Le vin d’Alsace était aussi en Suisse le vin préféré. On trouve là aussi de nombreuses archives. En 1231 pour l’évènement de la fête de la Toussaint, on servait du vin d’Alsace dans l’abbaye de Schaffhausen, une contrée qui produit elle-même du vin.  En 1318, c’est du vin d’Alsace qu’on servait à la Reine de Hongrie en visite à Winterthur. Dans de nombreuses archives, on voit lors des anniversaires, évènements prestigieux et réception d’hôtes de marque, que c’est là qu’on commandait du vin d’Alsace. Le vin d’Alsace exporté était le vin de prestige, différencié du vin de table. Quand l’abbé-prieur visitait une ferme appartenant à l’abbaye, on lui servait « de la volaille, de la viande, du pain et du bon vin d’Alsace »…on sait à quel point la viande était chère…

De même, le vin d’Alsace était échangé sous forme d’intérêt de prêt, dont on peut juger de la cote élevée dans les archives des abbayes bénédictines, cisterciennes et autres dans toutes la Suisse, les abbayes étant de grandes propriétaires de vignes en Alsace durant le Moyen-Âge.

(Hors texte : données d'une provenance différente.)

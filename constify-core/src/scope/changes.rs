//! Mutation traversal: collect every variable a scope syntactically changes.
//!
//! The rules fire independently per node; all of them funnel the target
//! expression through the usage extractor. Unknown constructs contribute
//! nothing but are still descended into.

use crate::ast::{AstContext, Expr, ExprKind, FunctionDecl, QualType, Stmt, VarDecl};

use super::extract::extract_usage;
use super::{UsageRef, UsageRefsMap};

pub(super) struct ChangeCollector<'a, 'tu> {
    ctx: &'a AstContext<'tu>,
    results: UsageRefsMap,
}

impl<'a, 'tu> ChangeCollector<'a, 'tu> {
    pub(super) fn new(ctx: &'a AstContext<'tu>) -> Self {
        Self {
            ctx,
            results: UsageRefsMap::new(),
        }
    }

    pub(super) fn collect(mut self, body: &Stmt) -> UsageRefsMap {
        self.visit_stmt(body);
        self.results
    }

    fn add(&mut self, target: &Expr, seed: Option<QualType>) {
        if let Some(u) = extract_usage(self.ctx, target, seed) {
            self.results
                .entry(u.decl)
                .or_default()
                .push(UsageRef {
                    ty: u.ty,
                    range: u.range,
                });
        }
    }

    fn visit_stmt(&mut self, s: &Stmt) {
        if let Stmt::Decl(v) = s {
            self.visit_var_decl(v);
        }
        for e in s.child_exprs() {
            self.visit_expr(e);
        }
        for c in s.child_stmts() {
            self.visit_stmt(c);
        }
    }

    /// Binding an initializer to a non-const reference (or pointer) local
    /// can mutate the initializer's target: apply the reference-argument
    /// rule to the binding.
    fn visit_var_decl(&mut self, v: &VarDecl) {
        if let Some(init) = &v.init {
            if v.ty.has_non_const_pointee() {
                let pointee = v.ty.pointee().cloned();
                self.add(init, pointee);
            }
        }
    }

    fn visit_expr(&mut self, e: &Expr) {
        match &e.kind {
            ExprKind::Binary { op, lhs, .. } if op.is_assignment() => {
                self.add(lhs, None);
            }
            ExprKind::Unary { op, operand } if op.is_increment_or_decrement() => {
                self.add(operand, None);
            }
            ExprKind::Call { callee, args } => {
                if let ExprKind::DeclRef(id) = callee.kind {
                    if let Some(f) = self.ctx.function(id) {
                        self.check_reference_params(f, args, 0);
                    }
                }
            }
            ExprKind::MemberCall { callee, args } => {
                if let ExprKind::Member { base, member } = &callee.kind {
                    if let Some(f) = self.ctx.function(*member) {
                        if let Some(m) = &f.method {
                            if !m.is_static && !m.is_const {
                                self.add(base, None);
                            }
                        }
                        self.check_reference_params(f, args, 0);
                    }
                }
            }
            ExprKind::OperatorCall {
                operator,
                is_member,
                args,
            } => {
                if let Some(f) = self.ctx.function(*operator) {
                    if *is_member {
                        if let Some(m) = &f.method {
                            if !m.is_static && !m.is_const {
                                if let Some(object) = args.first() {
                                    self.add(object, None);
                                }
                            }
                        }
                        // Argument 0 is the object; parameters start at 1.
                        self.check_reference_params(f, args, 1);
                    } else {
                        self.check_reference_params(f, args, 0);
                    }
                }
            }
            ExprKind::Construct { ctor, args } => {
                if let Some(f) = self.ctx.function(*ctor) {
                    self.check_reference_params(f, args, 0);
                }
            }
            ExprKind::PlacementNew {
                placement_args,
                ctor,
                init_args,
            } => {
                for a in placement_args {
                    self.add(a, None);
                }
                if let Some(ctor) = ctor {
                    if let Some(f) = self.ctx.function(*ctor) {
                        self.check_reference_params(f, init_args, 0);
                    }
                }
            }
            _ => {}
        }

        for c in e.children() {
            self.visit_expr(c);
        }
    }

    /// Arguments bound to reference or pointer parameters with a non-const
    /// pointee are potentially mutated. Argument/parameter count mismatches
    /// (variadic calls) iterate the shorter of the two lists.
    fn check_reference_params(&mut self, f: &FunctionDecl, args: &[Expr], arg_offset: usize) {
        let positional = args.len().saturating_sub(arg_offset);
        let count = positional.min(f.params.len());
        for i in 0..count {
            let param = &f.params[i];
            if param.ty.has_non_const_pointee() {
                let pointee = param.ty.pointee().cloned();
                self.add(&args[i + arg_offset], pointee);
            }
        }
    }
}
//! constify CLI - advisory const/static qualification lint.
//!
//! Consumes translation-unit dumps (`*.ast.json`) produced by a front end,
//! runs the selected analysis mode, and prints diagnostics in plain text or
//! JSON. Exit status is 0 whether or not findings exist; only operational
//! failures (unreadable input, bad configuration) are errors.

use anyhow::{Context, Result};
use clap::Parser;
use std::path::PathBuf;

use constify_core::{
    init_structured_logging, load_config, print_json, print_plain, AnalysisMode, Constify,
};

#[derive(Parser, Debug)]
#[command(author, version, about = "Pseudo-constness analyzer for C++-like translation units")]
struct Cli {
    /// A dump file or a directory of dumps
    #[arg(default_value = ".")]
    path: PathBuf,

    /// Analysis mode: function-declarations, variable-declarations,
    /// variable-changes, variable-usages, or pseudo-const
    #[arg(long)]
    mode: Option<String>,

    /// Output results in JSON format
    #[arg(long)]
    json: bool,

    /// Declaration names or patterns whose findings are suppressed
    #[arg(long, num_args = 1..)]
    ignore: Vec<String>,

    /// Directory names to exclude from scanning
    #[arg(long, num_args = 1..)]
    exclude: Vec<String>,

    /// Include run statistics in the output
    #[arg(long)]
    stats: bool,
}

fn main() -> Result<()> {
    init_structured_logging();
    let cli = Cli::parse();

    let config_root = if cli.path.is_dir() {
        cli.path.clone()
    } else {
        cli.path
            .parent()
            .map(PathBuf::from)
            .unwrap_or_else(|| PathBuf::from("."))
    };
    let config = load_config(&config_root).context("Failed to load constify.toml")?;

    // CLI flags win over configuration.
    let mode_name = cli
        .mode
        .or_else(|| config.as_ref().and_then(|c| c.mode.clone()));
    let mode = match mode_name {
        Some(name) => name
            .parse::<AnalysisMode>()
            .context("Invalid analysis mode")?,
        None => AnalysisMode::default(),
    };

    let mut ignore = cli.ignore;
    if let Some(patterns) = config.as_ref().and_then(|c| c.ignore.clone()) {
        ignore.extend(patterns);
    }

    let json = cli.json
        || config
            .as_ref()
            .and_then(|c| c.output.as_ref())
            .and_then(|o| o.format.as_deref())
            == Some("json");

    let result = Constify::new(&cli.path)
        .mode(mode)
        .ignore_patterns(ignore)
        .exclude_dirs(cli.exclude)
        .analyze()
        .with_context(|| format!("Analysis of {} failed", cli.path.display()))?;

    if json {
        let stats = cli.stats.then_some(&result.stats);
        print_json(&result.diagnostics, stats);
    } else {
        print_plain(&result.diagnostics);
        if cli.stats {
            eprintln!(
                "{} unit(s), {} function(s) analyzed: {} variable / {} const-method / {} static-method candidate(s)",
                result.units_analyzed,
                result.stats.functions_visited,
                result.stats.variable_candidates,
                result.stats.const_method_candidates,
                result.stats.static_method_candidates,
            );
        }
    }

    // Findings never alter the exit status; the embedding build decides.
    Ok(())
}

En Suisse aussi, comme dans l’Empire, on édictait des règlements dans les villes comme Zurich par exemple qui, en 1397, fit spécifiquement jurer aux débitants de vin, y compris femmes et enfants,  que le vin d’Alsace qu’ils servaient devait rester pur avant de le servir ! Par moments les municipalités fixaient le prix pour le vin d’Alsace, quand il devenait trop cher, pour calmer les ardeurs inflationnistes des détaillants.

Là aussi, en Suisse, on trouve de rares mentions au goût du vin, le prestigieux vin d’Alsace étant le vin doux et agréable, le vin ordinaire si acide qu’il rongeait les cruchons (1336).  On trouve d’autres sources qui interdisait de servir en tant que vin de table du vin provenant d’Alsace, ceci pour préserver la réputation du vin d’Alsace de qualité, le vin de table étant autorisé à à la coupe ou à la dilution à l’eau.

Ces récits se retrouvent aussi dans les régions productrices de vin de tout l’Empire germanique.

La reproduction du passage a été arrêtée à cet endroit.